Ricette Da Single: Uova Strapazzate Will It Blend
Pubblicato il 21-03-2008 da SergioVita da single geek vuol dire anche che quando arrivi a sera, dopo aver provato inutilmente diversi stratagemmi per smaltire lo stress accumulato durante il giorno (corsa, doccia, musica classica…) decidi di sfogare la tua creatività ai fornelli.
I risultati che riesco ad ottenere quando mi sbizzarrisco tra i tegami sono solo raramente adatti al consumo umano dato che sono creati con quello che trovo in frigo specialmente con le confezioni mezze aperte o gli ingredienti prossimi alla scadenza. Mettere insieme un piatto commestibile a queste condizioni è un eccellente esperimento di creatività estremamente vincolata,
Per questo mi diverto a cucinare e inventarmi nuovi piatti: è un processo creativo, non molto diverso da quello che esercito nel scrivere i miei post o nel concepire i pezzi di software che scrivo per lavoro.

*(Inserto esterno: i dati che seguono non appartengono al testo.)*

//! Tree Node Data Structures
//!
//! This module defines the core `TreeNode` struct and related types for
//! Arbor's adjacency-list tree model.
//!
//! # Architecture
//!
//! - **Parent-pointer adjacency**: every node carries an optional `parent_id`;
//!   the tree shape is derived from the flat node list
//! - **Server-assigned ids**: ids come from the database's auto-increment
//!   primary key, never from callers
//! - **Fixed root**: id 1, `parent_id = None`, seeded at startup
//!
//! # Examples
//!
//! ```rust
//! use arbor_core::models::{TreeNode, ROOT_NODE_ID};
//!
//! let node = TreeNode {
//!     id: 2,
//!     label: "Projects".to_string(),
//!     parent_id: Some(ROOT_NODE_ID),
//! };
//! assert!(!node.is_root());
//! ```

use serde::{Deserialize, Serialize};

/// Id of the tree root.
///
/// The root row is seeded at startup with this id and a NULL parent, and
/// delete requests against it are rejected.
pub const ROOT_NODE_ID: i64 = 1;

/// A single tree entry as persisted in the `nodes` table.
///
/// # Fields
///
/// - `id`: unique identifier, assigned by the database on insert
/// - `label`: display text of the node
/// - `parent_id`: reference to the parent node, `None` only for the root
///
/// Wire format uses camelCase field names (`parentId`), matching the HTTP API.
#[derive(Debug, Clone, PartialEq, Eq, Serialize, Deserialize)]
#[serde(rename_all = "camelCase")]
pub struct TreeNode {
    pub id: i64,
    pub label: String,
    pub parent_id: Option<i64>,
}

impl TreeNode {
    /// Whether this node is the tree root.
    pub fn is_root(&self) -> bool {
        self.id == ROOT_NODE_ID
    }
}

/// A listing row for the full-tree endpoint.
///
/// Identical to [`TreeNode`] plus the derived `droppable` flag: true iff at
/// least one other node currently points at this node as its parent. The flag
/// drives the expand/collapse affordance in clients and is never persisted.
#[derive(Debug, Clone, PartialEq, Eq, Serialize, Deserialize)]
#[serde(rename_all = "camelCase")]
pub struct TreeViewRow {
    pub id: i64,
    pub label: String,
    pub parent_id: Option<i64>,
    pub droppable: bool,
}

impl TreeViewRow {
    /// Derive listing rows from a flat node list.
    ///
    /// `droppable` is computed against the given list only, so the input must
    /// be the complete node set for the flags to be correct.
    pub fn from_nodes(nodes: &[TreeNode]) -> Vec<TreeViewRow> {
        nodes
            .iter()
            .map(|node| TreeViewRow {
                id: node.id,
                label: node.label.clone(),
                parent_id: node.parent_id,
                droppable: nodes.iter().any(|other| other.parent_id == Some(node.id)),
            })
            .collect()
    }
}

/// Result of a cascade delete operation.
#[derive(Debug, Clone, Copy, PartialEq, Eq, Serialize, Deserialize)]
#[serde(rename_all = "camelCase")]
pub struct DeleteResult {
    /// Number of rows removed (the node plus all of its descendants).
    pub deleted_count: u64,
}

Il piatto che ho cucinato questa sera (nella foto) sono le uova strapazzate Will It Blend.
Si prendono un numero congruo di uova, degli affettati misti e del sugo pronto da un barattolo mezzo avanzato. Nel mio caso la scelta è caduta su del salame e su un sugo pronto alle olive.
Ti starai chiedendo perché will it blend: perché a questo punto si prende un frullatore e ci si mette tutto dentro, si aggiunge del sale quanto basta (ma quanto basta?) e si frulla il tutto.

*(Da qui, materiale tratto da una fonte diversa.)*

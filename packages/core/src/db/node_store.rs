//! NodeStore Trait - Database Abstraction Layer
//!
//! This module defines the `NodeStore` trait that abstracts node persistence
//! for Arbor. The trait is the seam between `TreeService` business logic and
//! the storage backend, so the service can be exercised against any
//! implementation.
//!
//! # Design Decisions
//!
//! 1. **Async-First**: all methods are async to match the libsql backend
//! 2. **No business rules**: parent validation, root protection, and subtree
//!    collection belong to the service layer; the store only moves rows
//! 3. **Error Handling**: `anyhow::Result` for flexible error context at the
//!    trait boundary; implementations attach their own typed errors
//!
//! # Examples
//!
//! ```rust,no_run
//! use arbor_core::db::{DatabaseService, NodeStore, TursoStore};
//! use std::path::PathBuf;
//! use std::sync::Arc;
//!
//! #[tokio::main]
//! async fn main() -> anyhow::Result<()> {
//!     let db = Arc::new(DatabaseService::new(PathBuf::from("./arbor.db")).await?);
//!     let store: Arc<dyn NodeStore> = Arc::new(TursoStore::new(db));
//!
//!     let node = store.insert_node("Inbox", 1).await?;
//!     println!("Created node {}", node.id);
//!     Ok(())
//! }
//! ```

use crate::models::TreeNode;
use anyhow::Result;
use async_trait::async_trait;

/// Abstraction layer for node persistence operations
///
/// Implementations must be `Send + Sync` to allow usage in async contexts
/// where futures may be moved between threads.
#[async_trait]
pub trait NodeStore: Send + Sync {
    /// Insert a node with a generated id and return the stored row
    ///
    /// The caller guarantees `parent_id` references an existing node.
    async fn insert_node(&self, label: &str, parent_id: i64) -> Result<TreeNode>;

    /// Get node by id
    ///
    /// # Returns
    ///
    /// - `Ok(Some(node))` if the node exists
    /// - `Ok(None)` if the node doesn't exist (not an error)
    /// - `Err(_)` if a database error occurs
    async fn get_node(&self, id: i64) -> Result<Option<TreeNode>>;

    /// Full scan of every node, ordered by id
    async fn list_nodes(&self) -> Result<Vec<TreeNode>>;

    /// Direct children of `parent_id`, ordered by id
    async fn get_children(&self, parent_id: i64) -> Result<Vec<TreeNode>>;

    /// Update a node's label
    ///
    /// Returns `true` if a row was updated, `false` if the id was absent.
    async fn set_label(&self, id: i64, label: &str) -> Result<bool>;

    /// Update a node's parent pointer
    ///
    /// Returns `true` if a row was updated, `false` if the id was absent.
    /// The caller guarantees `new_parent_id` references an existing node.
    async fn set_parent(&self, id: i64, new_parent_id: i64) -> Result<bool>;

    /// Delete a batch of nodes atomically, returning the removed row count
    ///
    /// The batch must contain a node together with all of its descendants so
    /// no dangling parent reference survives. Ordering within the batch does
    /// not matter; the whole batch is removed in a single statement.
    async fn delete_nodes(&self, ids: &[i64]) -> Result<u64>;

    /// Flush pending writes and release resources before shutdown
    async fn close(&self) -> Result<()>;
}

Intanto si scalda un po’ di olio in una padella e, una volta caldo, ci si versa sopra l’abominevole composto estratto dal frullatore, e si “strapazza” il tutto con una forchetta fino a quando è cotto.

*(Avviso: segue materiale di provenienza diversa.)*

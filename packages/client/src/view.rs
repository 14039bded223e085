//! Tree View Rows
//!
//! Pure rendering computation: flattens the [`OutlineModel`] into the list
//! of currently visible rows, depth-first from the root, skipping collapsed
//! subtrees. No DOM, no gesture handling; callers attach those to the rows.

use crate::model::{OutlineModel, ROOT_ID};

/// Pixels of indentation per tree level
pub const INDENT_PX: u32 = 20;

/// One visible row of the outline
#[derive(Debug, Clone, PartialEq, Eq)]
pub struct Row {
    pub id: i64,
    pub label: String,
    /// Distance from the root (the root itself is depth 0)
    pub depth: usize,
    /// Whether the row shows an expand/collapse affordance
    pub droppable: bool,
    pub expanded: bool,
    /// Whether the row is in the Editing state
    pub editing: bool,
    /// Whether the add-child input under this row is open
    pub add_input_visible: bool,
    /// Delete is offered for every node except the root
    pub delete_allowed: bool,
}

impl Row {
    /// Indentation is proportional to tree depth
    pub fn indent_px(&self) -> u32 {
        self.depth as u32 * INDENT_PX
    }
}

/// Flatten the model into its visible rows
///
/// Children appear under their parent only while every ancestor is expanded.
/// The root row is always visible.
pub fn visible_rows(model: &OutlineModel) -> Vec<Row> {
    let mut rows = Vec::new();
    // Explicit stack; children pushed in reverse keep sibling order
    let mut pending = vec![(ROOT_ID, 0usize)];

    while let Some((id, depth)) = pending.pop() {
        let Some(item) = model.item(id) else {
            continue;
        };

        let expanded = model.is_expanded(id);
        rows.push(Row {
            id,
            label: item.label.clone(),
            depth,
            droppable: item.droppable,
            expanded,
            editing: model.editing_node() == Some(id),
            add_input_visible: model.visible_input_node() == Some(id),
            delete_allowed: item.parent_id.is_some(),
        });

        if expanded {
            for child in model.children_of(id).iter().rev() {
                pending.push((*child, depth + 1));
            }
        }
    }

    rows
}
//! TursoStore - NodeStore Implementation for libsql
//!
//! Thin wrapper around `DatabaseService` that implements the `NodeStore`
//! trait. All SQL lives in `DatabaseService`; this type handles delegation
//! and libsql::Row to `TreeNode` conversion.

use crate::db::node_store::NodeStore;
use crate::db::DatabaseService;
use crate::models::TreeNode;
use anyhow::{Context, Result};
use async_trait::async_trait;
use libsql::Row;
use std::sync::Arc;

/// NodeStore implementation backed by libsql
pub struct TursoStore {
    /// Underlying database service (owns connections and SQL)
    db: Arc<DatabaseService>,
}

impl TursoStore {
    /// Create a new TursoStore wrapper
    pub fn new(db: Arc<DatabaseService>) -> Self {
        Self { db }
    }

    /// Convert a libsql::Row to a TreeNode
    ///
    /// Expected columns (in order): id (INTEGER), label (TEXT),
    /// parent_id (INTEGER, nullable). This is the central conversion point
    /// for all query operations.
    fn row_to_node(row: &Row) -> Result<TreeNode> {
        let id: i64 = row.get(0).context("Failed to get id")?;
        let label: String = row.get(1).context("Failed to get label")?;
        let parent_id: Option<i64> = row.get(2).context("Failed to get parent_id")?;

        Ok(TreeNode {
            id,
            label,
            parent_id,
        })
    }

    /// Drain a libsql::Rows cursor into TreeNodes
    async fn collect_nodes(mut rows: libsql::Rows) -> Result<Vec<TreeNode>> {
        let mut nodes = Vec::new();
        while let Some(row) = rows
            .next()
            .await
            .map_err(|e| anyhow::anyhow!("Failed to fetch row: {}", e))?
        {
            nodes.push(Self::row_to_node(&row)?);
        }
        Ok(nodes)
    }
}

#[async_trait]
impl NodeStore for TursoStore {
    async fn insert_node(&self, label: &str, parent_id: i64) -> Result<TreeNode> {
        let id = self
            .db
            .db_insert_node(label, parent_id)
            .await
            .map_err(|e| anyhow::anyhow!("Failed to insert node: {}", e))?;

        // Fetch and return the created node
        self.get_node(id)
            .await?
            .ok_or_else(|| anyhow::anyhow!("Node not found after creation"))
    }

    async fn get_node(&self, id: i64) -> Result<Option<TreeNode>> {
        match self
            .db
            .db_get_node(id)
            .await
            .map_err(|e| anyhow::anyhow!("Failed to get node: {}", e))?
        {
            Some(row) => Ok(Some(Self::row_to_node(&row)?)),
            None => Ok(None),
        }
    }

    async fn list_nodes(&self) -> Result<Vec<TreeNode>> {
        let rows = self
            .db
            .db_list_nodes()
            .await
            .map_err(|e| anyhow::anyhow!("Failed to list nodes: {}", e))?;

        Self::collect_nodes(rows).await
    }

    async fn get_children(&self, parent_id: i64) -> Result<Vec<TreeNode>> {
        let rows = self
            .db
            .db_get_children(parent_id)
            .await
            .map_err(|e| anyhow::anyhow!("Failed to get children: {}", e))?;

        Self::collect_nodes(rows).await
    }

    async fn set_label(&self, id: i64, label: &str) -> Result<bool> {
        let affected = self
            .db
            .db_update_label(id, label)
            .await
            .map_err(|e| anyhow::anyhow!("Failed to update label: {}", e))?;

        Ok(affected > 0)
    }

    async fn set_parent(&self, id: i64, new_parent_id: i64) -> Result<bool> {
        let affected = self
            .db
            .db_update_parent(id, new_parent_id)
            .await
            .map_err(|e| anyhow::anyhow!("Failed to update parent: {}", e))?;

        Ok(affected > 0)
    }

    async fn delete_nodes(&self, ids: &[i64]) -> Result<u64> {
        self.db
            .db_delete_nodes(ids)
            .await
            .map_err(|e| anyhow::anyhow!("Failed to delete nodes: {}", e))
    }

    async fn close(&self) -> Result<()> {
        self.db
            .db_close()
            .await
            .map_err(|e| anyhow::anyhow!("Failed to close database: {}", e))
    }
}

Il risultato è un piatto decisamente pesante, grondante grasso ed eccessivamente saporito ma dall’aspetto inquietante.
E quindi non posso che terminare questa ricetta in altro modo che con il disclamer
DONT TRY THIS AT HOME!!!




Trackback | | Stampa
8 Commenti
Telemaco ha commentato:
O MIO DIO!
Dimmi che quella roba in foto l’hai fatta giusto per il blog, ti prego.
Sergio ha commentato:
@telemaco bhe, diciamo che l’ho messa sul blog come monito per la prossima volta che vorrò sperimentare qualche nuovo piatto
almeno cercare di tirar fuori qualcosa di più leggero!
returnCode ha commentato:
Madonnina, il tasso di “poristirolo nel sangue” ha avuto un picco alla sola visione della foto.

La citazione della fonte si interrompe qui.